Ok it is obvious I have two vehicles, the motorhome and the tow car, both mine. The tow car is also my run about. The other half has a large automatic estate equipped with hand controls which we could not manage without. Takes the wheelchair all the shopping and the old folks.

peedee


----------



## 88741 (May 9, 2005)

My van is my only transport apart from the bike, no real problems with parking it, just have to think ahead a bit and you soon learn where to park. Bess is 5.3m long and standard Fiat Ducatto wide so will fit widthwise into most parking spaces, lengthwise will overhang but can usually find some low bushes or grass to reverse over.
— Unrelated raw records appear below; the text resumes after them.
use super::*;

#[test]
fn size_transposes_and_reports_emptiness() {
    let s = Size::new(40, 10);
    assert_eq!(s.transposed(), Size::new(10, 40));
    assert!(!s.is_empty());
    assert!(Size::new(0, 10).is_empty());
    assert_eq!(s.to_string(), "40x10");
}

#[test]
fn stretch_maps_corners() {
    let a = Size::new(10, 20).stretch_to(Size::new(30, 10));
    let p = a * Point::new(10.0, 20.0);
    assert_eq!((p.x, p.y), (30.0, 10.0));
}

#[test]
fn source_image_rejects_length_mismatch() {
    assert!(SourceImage::from_premul_rgba8(2, 2, vec![0; 15]).is_err());
    assert!(SourceImage::from_premul_rgba8(0, 2, vec![]).is_err());
}

#[test]
fn source_image_premultiplies_straight_input() {
    let img = SourceImage::from_rgba8(1, 1, vec![100, 50, 200, 128]).unwrap();
    assert_eq!(
        img.rgba8_premul(),
        &[
            ((100u16 * 128 + 127) / 255) as u8,
            ((50u16 * 128 + 127) / 255) as u8,
            ((200u16 * 128 + 127) / 255) as u8,
            128u8
        ]
    );
}

#[test]
fn source_image_clone_shares_pixels() {
    let a = SourceImage::solid(4, 4, [255, 0, 0, 255]).unwrap();
    let b = a.clone();
    assert!(std::ptr::eq(a.rgba8_premul(), b.rgba8_premul()));
}

#[test]
fn unpremultiply_restores_opaque_and_clears_transparent() {
    let mut px = vec![10, 20, 30, 255, 9, 9, 9, 0];
    unpremultiply_rgba8_in_place(&mut px);
    assert_eq!(px, vec![10, 20, 30, 255, 0, 0, 0, 0]);
}

#[test]
fn decoded_image_conversion_rejects_empty_images() {
    let empty = image::RgbaImage::new(0, 0);
    assert!(SourceImage::try_from(&empty).is_err());

    let one = image::RgbaImage::from_raw(1, 1, vec![200, 100, 0, 255]).unwrap();
    let img = SourceImage::try_from(&one).unwrap();
    assert_eq!(img.size(), Size::new(1, 1));
    assert_eq!(img.rgba8_premul(), &[200, 100, 0, 255]);
}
Reversing indicators are a god send, probably one if not the best thing I have bought for the van.


----------



## 89264 (May 18, 2005)

hi all

We started out with Honda Accord and MX5, chopped the Honda for the MH, which was great. MH and sports car - perfect :lol: 

However, job and house move means I now go 65 miles in one direction and Andrew goes 30 in the other    

Therefore, he takes bike and train (unless being really lazy when he takes the MX5) and I take an LPG converted golf as it's the only way to afford the miles! Should really sell the MX5, but it would break my heart  It's bad enough knowing it will have to go when we go full timing around Europe next year - only one more summer........maybe we should tow it....... :lol: 

Rachel


----------



## MOTORHOMER (May 9, 2005)

We have the motorhome & a little corsa.


Motorhomer


----------



## Pusser (May 9, 2005)

No....I wish it twer. I have a £300 Fiat Tempr estate for work and a Dayo, DayyyyyyOOOH, Mondeo for everything else. Plus another two cars I paid for my sons, one of which is leaving home - only one to go.


----------



## badger (May 9, 2005)

We have an old Rover for work and general running around, but I try to use the HM as often as poss (i will even go to work in it sometimes).


----------



## johnsandywhite (May 9, 2005)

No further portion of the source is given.